[YOUR TASK]: Would you please output only the lines from the one containing "let mut entries = self" through the end of the entries below, exactly as written?

- - -

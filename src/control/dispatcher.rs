//! Command dispatcher - turns control pad interactions into commands
//!
//! The view layer reports raw press/release/tap interactions on the four
//! directional buttons; the dispatcher decides, based on the active control
//! mode and button mapping, which commands go out to the car.

use super::haptics::Haptics;
use crate::manager::ConnectionManager;
use crate::settings::{ControlMode, Direction, Settings};
use crate::transport::constants::HAPTIC_PULSE_MS;
use crate::transport::BluetoothAdapter;
use log::{debug, trace};
use std::sync::Arc;
use std::time::Duration;

/// Anything commands can be written to
pub trait CommandSink {
    /// Send one command; true if it was written
    fn send_command(&self, command: &str) -> bool;
}

impl<A: BluetoothAdapter> CommandSink for ConnectionManager<A> {
    fn send_command(&self, command: &str) -> bool {
        ConnectionManager::send_command(self, command)
    }
}

impl<T: CommandSink + ?Sized> CommandSink for &T {
    fn send_command(&self, command: &str) -> bool {
        (**self).send_command(command)
    }
}

impl<T: CommandSink + ?Sized> CommandSink for Arc<T> {
    fn send_command(&self, command: &str) -> bool {
        (**self).send_command(command)
    }
}

/// Control pad state and command dispatch
pub struct CommandDispatcher<S, H>
where
    S: CommandSink,
    H: Haptics,
{
    sink: S,
    haptics: H,
    settings: Settings,
    enabled: bool,

    /// Button currently held down (continuous mode)
    pressed: Option<Direction>,

    /// Direction toggled on (switch mode)
    active_toggle: Option<Direction>,
}

impl<S, H> CommandDispatcher<S, H>
where
    S: CommandSink,
    H: Haptics,
{
    /// Create a disabled dispatcher; enable it once a connection exists
    pub fn new(sink: S, haptics: H, settings: Settings) -> Self {
        Self {
            sink,
            haptics,
            settings,
            enabled: false,
            pressed: None,
            active_toggle: None,
        }
    }

    pub fn is_enabled(&self) -> bool {
        self.enabled
    }

    pub fn pressed(&self) -> Option<Direction> {
        self.pressed
    }

    pub fn active_toggle(&self) -> Option<Direction> {
        self.active_toggle
    }

    pub fn settings(&self) -> &Settings {
        &self.settings
    }

    /// Enable or disable the pad. Disabling resets the visual state without
    /// sending anything.
    pub fn set_enabled(&mut self, enabled: bool) {
        if !enabled {
            self.reset_visual_state();
        }
        self.enabled = enabled;
    }

    /// Take new settings. A control mode change resets the pad state.
    pub fn apply_settings(&mut self, settings: Settings) {
        if settings.control_mode != self.settings.control_mode {
            debug!("Control mode: {:?} -> {:?}", self.settings.control_mode, settings.control_mode);
            self.reset_visual_state();
        }
        self.settings = settings;
    }

    /// Continuous mode: a button went down
    pub fn press_in(&mut self, direction: Direction) -> bool {
        if !self.accepts(direction, ControlMode::Continuous) {
            return false;
        }

        self.pressed = Some(direction);
        self.feedback();
        self.send(direction)
    }

    /// Continuous mode: a button came back up
    pub fn press_out(&mut self, direction: Direction) -> bool {
        if !self.accepts(direction, ControlMode::Continuous) {
            return false;
        }

        if self.pressed == Some(direction) {
            self.pressed = None;
        }
        self.send(Direction::Stop)
    }

    /// Switch mode: a completed tap toggles `direction`.
    ///
    /// Tapping the active direction stops the car. Tapping another one takes
    /// over directly; no stop is sent for the one it replaces.
    pub fn tap(&mut self, direction: Direction) -> bool {
        if !self.accepts(direction, ControlMode::Switch) {
            return false;
        }

        self.feedback();
        if self.active_toggle == Some(direction) {
            self.active_toggle = None;
            return self.send(Direction::Stop);
        }

        if let Some(previous) = self.active_toggle.replace(direction) {
            trace!("Toggle {} -> {}", previous, direction);
        }
        self.send(direction)
    }

    fn accepts(&self, direction: Direction, mode: ControlMode) -> bool {
        if !self.enabled {
            trace!("Pad disabled, ignoring {}", direction);
            return false;
        }
        if self.settings.control_mode != mode {
            trace!("Ignoring {:?} interaction in {:?} mode", mode, self.settings.control_mode);
            return false;
        }
        if direction == Direction::Stop {
            debug!("Stop has no button on the pad, ignoring");
            return false;
        }
        true
    }

    fn feedback(&self) {
        if self.settings.vibration_enabled {
            self.haptics.vibrate(Duration::from_millis(HAPTIC_PULSE_MS));
        }
    }

    fn send(&self, direction: Direction) -> bool {
        // A missing mapping entry goes out as an empty command
        let command = self.settings.button_mapping.command(direction);
        debug!("{} -> {:?}", direction, command);
        self.sink.send_command(command)
    }

    fn reset_visual_state(&mut self) {
        self.pressed = None;
        self.active_toggle = None;
    }
}
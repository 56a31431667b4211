//! Control module - converts control pad interactions into car commands

pub mod dispatcher;
pub mod haptics;

pub use dispatcher::{CommandDispatcher, CommandSink};
pub use haptics::{Haptics, LogHaptics, NoHaptics};
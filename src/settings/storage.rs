//! Key-value persistence for the settings record
//!
//! `JsonFileStore` keeps every key in one flat JSON object on disk, by default
//! next to the executable. `MemoryStore` keeps them in memory and can be told to
//! fail, which is what the tests use.

use log::{debug, info, warn};
use std::collections::{BTreeMap, HashMap};
use std::fs;
use std::path::{Path, PathBuf};
use std::sync::atomic::{AtomicBool, Ordering};
use std::sync::{Arc, Mutex};
use thiserror::Error;

/// Settings file name
const STORE_FILENAME: &str = "rc_remote_settings.json";

#[derive(Debug, Error)]
pub enum StoreError {
    #[error("Persistence failed: {0}")]
    Io(#[from] std::io::Error),

    #[error("Persistence failed, bad store format: {0}")]
    Format(#[from] serde_json::Error),

    #[error("Persistence failed: {0}")]
    Rejected(String),
}

/// Flat string key-value persistence capability
pub trait KeyValueStore {
    fn get(&self, key: &str) -> Result<Option<String>, StoreError>;

    fn set(&self, key: &str, value: &str) -> Result<(), StoreError>;
}

/// Get the default store path (in the same directory as the executable or current dir)
pub fn default_store_path() -> PathBuf {
    if let Ok(exe_path) = std::env::current_exe() {
        if let Some(exe_dir) = exe_path.parent() {
            return exe_dir.join(STORE_FILENAME);
        }
    }

    PathBuf::from(STORE_FILENAME)
}

/// Store backed by a single JSON file
#[derive(Debug)]
pub struct JsonFileStore {
    path: PathBuf,
    /// Serialises read-modify-write cycles
    write_lock: Mutex<()>,
}

impl JsonFileStore {
    pub fn new<P: AsRef<Path>>(path: P) -> Self {
        Self {
            path: path.as_ref().to_path_buf(),
            write_lock: Mutex::new(()),
        }
    }

    pub fn path(&self) -> &Path {
        &self.path
    }

    fn read_all(&self) -> Result<BTreeMap<String, String>, StoreError> {
        match fs::read_to_string(&self.path) {
            Ok(content) if content.trim().is_empty() => Ok(BTreeMap::new()),
            Ok(content) => Ok(serde_json::from_str(&content)?),
            Err(e) if e.kind() == std::io::ErrorKind::NotFound => {
                debug!("No store file at: {}", self.path.display());
                Ok(BTreeMap::new())
            }
            Err(e) => Err(e.into()),
        }
    }
}

impl Default for JsonFileStore {
    fn default() -> Self {
        Self::new(default_store_path())
    }
}

impl KeyValueStore for JsonFileStore {
    fn get(&self, key: &str) -> Result<Option<String>, StoreError> {
        Ok(self.read_all()?.remove(key))
    }

    fn set(&self, key: &str, value: &str) -> Result<(), StoreError> {
        let _guard = self.write_lock.lock().unwrap_or_else(|e| e.into_inner());

        let mut entries = match self.read_all() {
            Ok(entries) => entries,
            Err(StoreError::Format(e)) => {
                warn!("Discarding unreadable store {}: {}", self.path.display(), e);
                BTreeMap::new()
            }
            Err(e) => return Err(e),
        };
        entries.insert(key.to_string(), value.to_string());

        if let Some(parent) = self.path.parent() {
            if !parent.as_os_str().is_empty() {
                fs::create_dir_all(parent)?;
            }
        }

        // Write beside the target and rename over it so a crash never leaves half a file
        let staging = self.path.with_extension("json.tmp");
        fs::write(&staging, serde_json::to_string_pretty(&entries)?)?;
        fs::rename(&staging, &self.path)?;

        info!("Saved '{}' to: {}", key, self.path.display());
        Ok(())
    }
}

/// In-memory store. Clones share the same entries.
#[derive(Debug, Clone, Default)]
pub struct MemoryStore {
    entries: Arc<Mutex<HashMap<String, String>>>,
    fail_writes: Arc<AtomicBool>,
}

impl MemoryStore {
    pub fn new() -> Self {
        Self::default()
    }

    /// Make every following `set` fail
    pub fn set_fail_writes(&self, fail: bool) {
        self.fail_writes.store(fail, Ordering::SeqCst);
    }

    /// Raw access for seeding or inspecting stored values
    pub fn raw(&self, key: &str) -> Option<String> {
        self.entries.lock().ok()?.get(key).cloned()
    }

    pub fn insert_raw(&self, key: &str, value: &str) {
        if let Ok(mut entries) = self.entries.lock() {
            entries.insert(key.to_string(), value.to_string());
        }
    }
}

impl KeyValueStore for MemoryStore {
    fn get(&self, key: &str) -> Result<Option<String>, StoreError> {
        let entries = self
            .entries
            .lock()
            .map_err(|_| StoreError::Rejected("store lock poisoned".into()))?;
        Ok(entries.get(key).cloned())
    }

    fn set(&self, key: &str, value: &str) -> Result<(), StoreError> {
        if self.fail_writes.load(Ordering::SeqCst) {
            return Err(StoreError::Rejected("storage is full".into()));
        }
        let mut entries = self
            .entries
            .lock()
            .map_err(|_| StoreError::Rejected("store lock poisoned".into()))?;
        entries.insert(key.to_string(), value.to_string());
        Ok(())
    }
}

- - -

[EXERCISE RESPONSE]:
        let mut entries = self
            .entries
            .lock()
            .map_err(|_| StoreError::Rejected("store lock poisoned".into()))?;
        entries.insert(key.to_string(), value.to_string());
        Ok(())
    }
}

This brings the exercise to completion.